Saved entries
★ ★ ★ ★
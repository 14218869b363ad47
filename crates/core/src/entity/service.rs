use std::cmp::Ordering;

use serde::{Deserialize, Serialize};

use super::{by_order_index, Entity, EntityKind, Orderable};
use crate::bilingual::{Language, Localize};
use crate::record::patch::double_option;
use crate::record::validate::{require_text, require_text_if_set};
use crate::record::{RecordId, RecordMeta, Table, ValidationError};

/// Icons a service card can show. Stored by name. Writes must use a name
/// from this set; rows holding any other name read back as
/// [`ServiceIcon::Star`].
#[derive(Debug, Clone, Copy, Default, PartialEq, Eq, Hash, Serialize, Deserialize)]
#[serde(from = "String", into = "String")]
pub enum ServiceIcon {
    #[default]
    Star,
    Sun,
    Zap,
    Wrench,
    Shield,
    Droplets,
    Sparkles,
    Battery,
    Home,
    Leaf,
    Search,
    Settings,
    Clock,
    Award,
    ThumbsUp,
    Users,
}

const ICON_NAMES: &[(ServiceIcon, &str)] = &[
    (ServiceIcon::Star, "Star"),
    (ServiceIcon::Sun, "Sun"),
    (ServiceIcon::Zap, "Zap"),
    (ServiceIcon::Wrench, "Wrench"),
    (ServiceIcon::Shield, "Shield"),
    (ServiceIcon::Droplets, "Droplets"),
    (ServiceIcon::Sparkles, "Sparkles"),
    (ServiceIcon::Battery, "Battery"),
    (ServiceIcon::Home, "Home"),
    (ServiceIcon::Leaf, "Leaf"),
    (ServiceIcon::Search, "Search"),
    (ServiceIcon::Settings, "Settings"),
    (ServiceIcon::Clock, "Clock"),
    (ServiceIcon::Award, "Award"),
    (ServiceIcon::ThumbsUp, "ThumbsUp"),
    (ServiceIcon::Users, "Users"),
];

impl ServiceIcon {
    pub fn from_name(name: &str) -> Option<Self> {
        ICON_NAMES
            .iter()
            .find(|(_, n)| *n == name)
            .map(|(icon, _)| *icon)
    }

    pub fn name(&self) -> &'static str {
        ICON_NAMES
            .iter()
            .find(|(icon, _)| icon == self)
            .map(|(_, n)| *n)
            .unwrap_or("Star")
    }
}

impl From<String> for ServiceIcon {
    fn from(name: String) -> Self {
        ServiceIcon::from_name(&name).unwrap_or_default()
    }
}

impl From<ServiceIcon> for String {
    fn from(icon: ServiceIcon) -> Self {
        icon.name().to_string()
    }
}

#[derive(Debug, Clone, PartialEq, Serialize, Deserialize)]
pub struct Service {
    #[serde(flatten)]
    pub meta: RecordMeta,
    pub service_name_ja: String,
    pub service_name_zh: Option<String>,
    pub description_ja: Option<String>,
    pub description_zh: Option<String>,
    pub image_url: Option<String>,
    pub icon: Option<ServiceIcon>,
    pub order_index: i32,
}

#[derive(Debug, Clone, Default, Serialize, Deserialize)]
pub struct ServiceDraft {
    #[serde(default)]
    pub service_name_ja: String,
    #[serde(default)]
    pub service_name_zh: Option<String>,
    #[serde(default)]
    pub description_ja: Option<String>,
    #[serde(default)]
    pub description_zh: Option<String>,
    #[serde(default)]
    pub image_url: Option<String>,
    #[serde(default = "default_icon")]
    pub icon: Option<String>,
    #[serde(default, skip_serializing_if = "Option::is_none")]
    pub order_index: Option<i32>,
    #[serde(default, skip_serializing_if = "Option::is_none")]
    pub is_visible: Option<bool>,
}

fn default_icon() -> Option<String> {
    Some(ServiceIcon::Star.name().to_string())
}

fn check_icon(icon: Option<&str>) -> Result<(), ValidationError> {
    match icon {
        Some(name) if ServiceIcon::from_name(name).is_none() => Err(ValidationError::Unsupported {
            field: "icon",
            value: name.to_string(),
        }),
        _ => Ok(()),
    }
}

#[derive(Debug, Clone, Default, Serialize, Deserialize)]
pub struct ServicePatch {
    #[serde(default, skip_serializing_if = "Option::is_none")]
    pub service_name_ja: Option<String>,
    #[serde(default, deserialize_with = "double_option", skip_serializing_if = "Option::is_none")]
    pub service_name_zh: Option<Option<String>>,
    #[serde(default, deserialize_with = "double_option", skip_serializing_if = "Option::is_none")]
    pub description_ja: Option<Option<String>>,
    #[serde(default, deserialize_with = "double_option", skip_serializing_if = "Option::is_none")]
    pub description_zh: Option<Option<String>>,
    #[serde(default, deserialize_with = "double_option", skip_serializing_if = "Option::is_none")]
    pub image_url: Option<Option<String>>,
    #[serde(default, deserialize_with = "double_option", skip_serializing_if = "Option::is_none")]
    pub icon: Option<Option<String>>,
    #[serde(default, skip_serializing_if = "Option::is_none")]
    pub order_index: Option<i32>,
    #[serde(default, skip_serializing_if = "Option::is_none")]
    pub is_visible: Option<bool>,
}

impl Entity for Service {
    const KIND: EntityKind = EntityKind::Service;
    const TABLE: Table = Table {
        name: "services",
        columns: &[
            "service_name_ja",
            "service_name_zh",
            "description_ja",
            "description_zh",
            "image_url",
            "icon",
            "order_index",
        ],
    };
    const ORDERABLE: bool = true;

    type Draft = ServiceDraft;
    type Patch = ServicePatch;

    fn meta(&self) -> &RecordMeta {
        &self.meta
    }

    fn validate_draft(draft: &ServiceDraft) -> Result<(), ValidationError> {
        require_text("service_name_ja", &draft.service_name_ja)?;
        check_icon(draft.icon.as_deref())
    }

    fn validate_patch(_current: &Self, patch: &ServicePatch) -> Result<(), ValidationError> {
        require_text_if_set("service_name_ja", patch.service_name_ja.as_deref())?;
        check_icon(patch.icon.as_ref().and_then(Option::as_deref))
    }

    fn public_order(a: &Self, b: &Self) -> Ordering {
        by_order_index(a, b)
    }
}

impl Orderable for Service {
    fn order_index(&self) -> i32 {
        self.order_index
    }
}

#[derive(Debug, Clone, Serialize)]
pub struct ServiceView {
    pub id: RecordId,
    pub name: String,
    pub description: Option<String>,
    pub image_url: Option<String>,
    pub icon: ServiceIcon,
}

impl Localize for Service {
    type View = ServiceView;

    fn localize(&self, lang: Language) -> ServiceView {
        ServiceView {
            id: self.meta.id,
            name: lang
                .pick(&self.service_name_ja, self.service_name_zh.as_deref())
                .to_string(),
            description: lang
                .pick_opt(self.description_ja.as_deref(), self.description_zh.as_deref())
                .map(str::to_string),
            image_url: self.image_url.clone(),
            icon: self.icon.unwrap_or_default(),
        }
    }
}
★ ★ ★ ★
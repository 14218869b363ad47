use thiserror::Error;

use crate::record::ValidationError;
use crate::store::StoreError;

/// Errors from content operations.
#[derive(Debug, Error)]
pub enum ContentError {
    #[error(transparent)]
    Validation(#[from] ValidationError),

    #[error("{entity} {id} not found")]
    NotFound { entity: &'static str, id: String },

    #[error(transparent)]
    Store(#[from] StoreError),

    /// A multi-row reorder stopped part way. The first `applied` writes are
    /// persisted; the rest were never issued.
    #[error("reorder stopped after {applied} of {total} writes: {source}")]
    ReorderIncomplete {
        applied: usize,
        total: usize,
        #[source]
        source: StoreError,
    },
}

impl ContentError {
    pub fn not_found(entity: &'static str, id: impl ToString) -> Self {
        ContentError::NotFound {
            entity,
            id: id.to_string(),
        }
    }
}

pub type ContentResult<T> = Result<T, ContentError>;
★ ★ ★ ★
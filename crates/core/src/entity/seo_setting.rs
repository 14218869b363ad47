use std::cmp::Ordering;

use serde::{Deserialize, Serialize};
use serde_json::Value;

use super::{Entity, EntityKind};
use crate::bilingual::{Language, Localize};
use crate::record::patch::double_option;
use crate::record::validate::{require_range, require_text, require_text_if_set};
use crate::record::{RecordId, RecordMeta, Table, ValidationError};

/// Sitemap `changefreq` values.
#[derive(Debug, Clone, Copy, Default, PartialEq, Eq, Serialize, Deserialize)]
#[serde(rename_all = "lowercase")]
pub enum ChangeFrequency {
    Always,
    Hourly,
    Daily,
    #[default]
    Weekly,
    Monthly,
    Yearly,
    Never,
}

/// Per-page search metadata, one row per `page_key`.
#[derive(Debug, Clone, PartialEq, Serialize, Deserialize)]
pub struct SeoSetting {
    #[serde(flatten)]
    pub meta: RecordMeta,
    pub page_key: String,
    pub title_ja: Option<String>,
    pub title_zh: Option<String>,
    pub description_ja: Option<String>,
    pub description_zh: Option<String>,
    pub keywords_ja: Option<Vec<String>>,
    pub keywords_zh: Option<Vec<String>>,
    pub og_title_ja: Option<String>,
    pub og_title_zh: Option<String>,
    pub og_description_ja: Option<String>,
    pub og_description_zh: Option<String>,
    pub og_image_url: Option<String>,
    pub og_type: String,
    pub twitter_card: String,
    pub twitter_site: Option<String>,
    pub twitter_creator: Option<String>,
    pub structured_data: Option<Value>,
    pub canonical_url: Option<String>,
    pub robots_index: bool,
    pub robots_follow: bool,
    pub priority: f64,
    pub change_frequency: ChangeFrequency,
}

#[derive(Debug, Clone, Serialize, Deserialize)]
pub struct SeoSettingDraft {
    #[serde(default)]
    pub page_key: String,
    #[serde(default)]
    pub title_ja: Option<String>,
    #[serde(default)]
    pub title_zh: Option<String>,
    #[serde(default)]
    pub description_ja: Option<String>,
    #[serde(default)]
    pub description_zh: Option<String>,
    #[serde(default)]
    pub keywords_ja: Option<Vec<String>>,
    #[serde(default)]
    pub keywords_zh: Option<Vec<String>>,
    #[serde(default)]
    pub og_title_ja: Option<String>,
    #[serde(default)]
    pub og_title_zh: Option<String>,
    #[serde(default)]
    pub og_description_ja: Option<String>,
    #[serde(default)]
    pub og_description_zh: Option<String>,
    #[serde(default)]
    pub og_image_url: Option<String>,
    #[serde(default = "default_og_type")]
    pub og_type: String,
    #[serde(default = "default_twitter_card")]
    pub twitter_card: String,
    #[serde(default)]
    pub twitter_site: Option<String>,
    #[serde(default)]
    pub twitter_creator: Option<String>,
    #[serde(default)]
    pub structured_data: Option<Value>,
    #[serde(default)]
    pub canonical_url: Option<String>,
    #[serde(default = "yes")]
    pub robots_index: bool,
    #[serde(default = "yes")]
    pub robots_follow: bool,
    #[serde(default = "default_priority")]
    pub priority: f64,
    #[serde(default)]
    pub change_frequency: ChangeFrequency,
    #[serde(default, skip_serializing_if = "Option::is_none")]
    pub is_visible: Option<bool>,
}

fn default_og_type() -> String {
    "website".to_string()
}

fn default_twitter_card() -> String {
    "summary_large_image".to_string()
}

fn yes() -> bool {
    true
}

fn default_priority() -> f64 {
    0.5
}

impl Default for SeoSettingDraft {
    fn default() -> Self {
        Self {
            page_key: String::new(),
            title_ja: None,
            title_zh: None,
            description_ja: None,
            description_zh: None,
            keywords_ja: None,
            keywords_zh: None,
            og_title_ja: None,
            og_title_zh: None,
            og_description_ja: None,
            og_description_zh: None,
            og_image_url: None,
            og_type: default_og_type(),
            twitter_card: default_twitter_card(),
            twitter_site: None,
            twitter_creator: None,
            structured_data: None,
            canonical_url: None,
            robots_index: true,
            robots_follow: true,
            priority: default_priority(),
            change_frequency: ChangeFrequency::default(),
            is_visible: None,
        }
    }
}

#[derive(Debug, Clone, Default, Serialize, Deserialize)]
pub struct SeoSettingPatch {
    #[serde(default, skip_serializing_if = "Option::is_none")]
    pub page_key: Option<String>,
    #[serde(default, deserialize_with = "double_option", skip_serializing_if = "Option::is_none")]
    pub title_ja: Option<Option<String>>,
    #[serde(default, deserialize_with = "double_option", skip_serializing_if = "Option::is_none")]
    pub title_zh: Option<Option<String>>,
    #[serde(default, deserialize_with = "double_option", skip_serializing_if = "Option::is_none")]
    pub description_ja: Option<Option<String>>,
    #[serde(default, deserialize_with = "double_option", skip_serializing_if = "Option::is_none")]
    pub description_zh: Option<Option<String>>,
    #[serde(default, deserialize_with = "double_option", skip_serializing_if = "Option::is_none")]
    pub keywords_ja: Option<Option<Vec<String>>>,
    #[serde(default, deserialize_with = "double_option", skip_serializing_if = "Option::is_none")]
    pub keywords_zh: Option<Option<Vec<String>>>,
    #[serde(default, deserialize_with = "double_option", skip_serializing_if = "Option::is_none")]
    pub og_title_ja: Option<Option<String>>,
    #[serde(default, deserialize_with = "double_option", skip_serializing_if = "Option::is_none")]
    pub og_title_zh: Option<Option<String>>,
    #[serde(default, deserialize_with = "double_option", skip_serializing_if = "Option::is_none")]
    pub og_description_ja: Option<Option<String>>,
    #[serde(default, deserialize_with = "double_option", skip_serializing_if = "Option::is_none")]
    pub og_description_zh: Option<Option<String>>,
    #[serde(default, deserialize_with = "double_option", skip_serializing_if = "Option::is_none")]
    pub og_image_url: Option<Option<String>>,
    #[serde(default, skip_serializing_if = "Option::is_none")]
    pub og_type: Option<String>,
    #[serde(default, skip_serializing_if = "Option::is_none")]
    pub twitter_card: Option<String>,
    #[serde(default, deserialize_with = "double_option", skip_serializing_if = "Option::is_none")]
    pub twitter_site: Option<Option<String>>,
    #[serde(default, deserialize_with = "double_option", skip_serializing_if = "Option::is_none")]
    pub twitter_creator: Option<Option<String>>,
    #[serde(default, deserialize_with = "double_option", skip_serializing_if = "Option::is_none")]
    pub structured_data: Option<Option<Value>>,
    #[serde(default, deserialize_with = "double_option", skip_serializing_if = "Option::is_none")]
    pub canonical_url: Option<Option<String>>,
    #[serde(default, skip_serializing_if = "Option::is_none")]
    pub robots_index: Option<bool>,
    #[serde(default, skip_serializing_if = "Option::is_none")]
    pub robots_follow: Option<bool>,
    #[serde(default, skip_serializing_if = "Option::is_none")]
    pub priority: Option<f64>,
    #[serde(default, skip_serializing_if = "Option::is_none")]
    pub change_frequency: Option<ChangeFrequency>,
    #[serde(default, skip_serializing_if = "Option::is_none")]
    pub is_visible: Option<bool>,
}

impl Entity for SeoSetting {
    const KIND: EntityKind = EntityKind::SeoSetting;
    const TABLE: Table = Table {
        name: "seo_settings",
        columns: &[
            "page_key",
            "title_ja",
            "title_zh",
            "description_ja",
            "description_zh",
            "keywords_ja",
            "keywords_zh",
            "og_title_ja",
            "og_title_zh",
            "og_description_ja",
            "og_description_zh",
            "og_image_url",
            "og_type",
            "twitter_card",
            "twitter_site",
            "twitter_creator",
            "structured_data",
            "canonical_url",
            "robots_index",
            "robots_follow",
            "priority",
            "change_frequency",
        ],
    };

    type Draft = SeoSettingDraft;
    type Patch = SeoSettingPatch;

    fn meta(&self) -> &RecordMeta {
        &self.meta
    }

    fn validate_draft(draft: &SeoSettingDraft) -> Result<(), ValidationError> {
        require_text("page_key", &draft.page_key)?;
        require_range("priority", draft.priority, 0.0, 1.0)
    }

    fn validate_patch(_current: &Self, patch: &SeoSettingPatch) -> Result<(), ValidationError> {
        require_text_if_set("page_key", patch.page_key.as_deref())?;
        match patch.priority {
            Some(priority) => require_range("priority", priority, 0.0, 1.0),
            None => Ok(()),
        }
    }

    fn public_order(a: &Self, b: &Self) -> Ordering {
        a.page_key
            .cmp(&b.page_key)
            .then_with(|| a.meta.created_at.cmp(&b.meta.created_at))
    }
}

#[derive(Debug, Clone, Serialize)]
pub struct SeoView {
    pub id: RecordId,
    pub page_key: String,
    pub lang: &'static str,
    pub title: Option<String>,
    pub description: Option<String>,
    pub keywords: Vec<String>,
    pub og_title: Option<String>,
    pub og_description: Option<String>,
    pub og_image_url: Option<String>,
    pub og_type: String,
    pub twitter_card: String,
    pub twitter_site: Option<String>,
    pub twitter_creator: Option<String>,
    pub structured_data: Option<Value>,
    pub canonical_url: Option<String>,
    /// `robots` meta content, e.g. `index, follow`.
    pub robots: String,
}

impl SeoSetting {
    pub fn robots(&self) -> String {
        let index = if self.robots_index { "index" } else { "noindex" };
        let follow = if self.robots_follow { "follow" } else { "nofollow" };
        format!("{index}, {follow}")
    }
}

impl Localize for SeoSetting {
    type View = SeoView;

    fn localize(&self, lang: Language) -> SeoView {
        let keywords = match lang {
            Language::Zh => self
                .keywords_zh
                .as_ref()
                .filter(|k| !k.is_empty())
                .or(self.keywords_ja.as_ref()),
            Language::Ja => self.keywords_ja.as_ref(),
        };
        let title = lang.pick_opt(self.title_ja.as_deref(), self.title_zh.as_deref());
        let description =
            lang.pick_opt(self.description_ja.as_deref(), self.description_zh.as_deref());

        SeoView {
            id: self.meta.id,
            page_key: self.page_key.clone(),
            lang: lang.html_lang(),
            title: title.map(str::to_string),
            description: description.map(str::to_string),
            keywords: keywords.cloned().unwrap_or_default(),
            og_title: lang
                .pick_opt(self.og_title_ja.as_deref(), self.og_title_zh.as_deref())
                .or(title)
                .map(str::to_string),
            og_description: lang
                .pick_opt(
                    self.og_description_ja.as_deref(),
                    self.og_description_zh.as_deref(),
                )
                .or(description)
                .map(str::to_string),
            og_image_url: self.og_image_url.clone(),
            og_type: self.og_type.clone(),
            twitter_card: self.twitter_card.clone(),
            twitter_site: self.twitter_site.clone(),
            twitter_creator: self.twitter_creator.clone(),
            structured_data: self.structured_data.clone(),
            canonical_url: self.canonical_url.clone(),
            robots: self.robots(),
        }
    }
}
★ ★ ★ ★
Task goal — Using the records above, filter out every line that lacks the string "ValidationError" and copy the rest.

Response —
use crate::record::{RecordId, RecordMeta, Table, ValidationError};
fn check_icon(icon: Option<&str>) -> Result<(), ValidationError> {
        Some(name) if ServiceIcon::from_name(name).is_none() => Err(ValidationError::Unsupported {
    fn validate_draft(draft: &ServiceDraft) -> Result<(), ValidationError> {
    fn validate_patch(_current: &Self, patch: &ServicePatch) -> Result<(), ValidationError> {
use crate::record::ValidationError;
    Validation(#[from] ValidationError),
use crate::record::{RecordId, RecordMeta, Table, ValidationError};
    fn validate_draft(draft: &SeoSettingDraft) -> Result<(), ValidationError> {
    fn validate_patch(_current: &Self, patch: &SeoSettingPatch) -> Result<(), ValidationError> {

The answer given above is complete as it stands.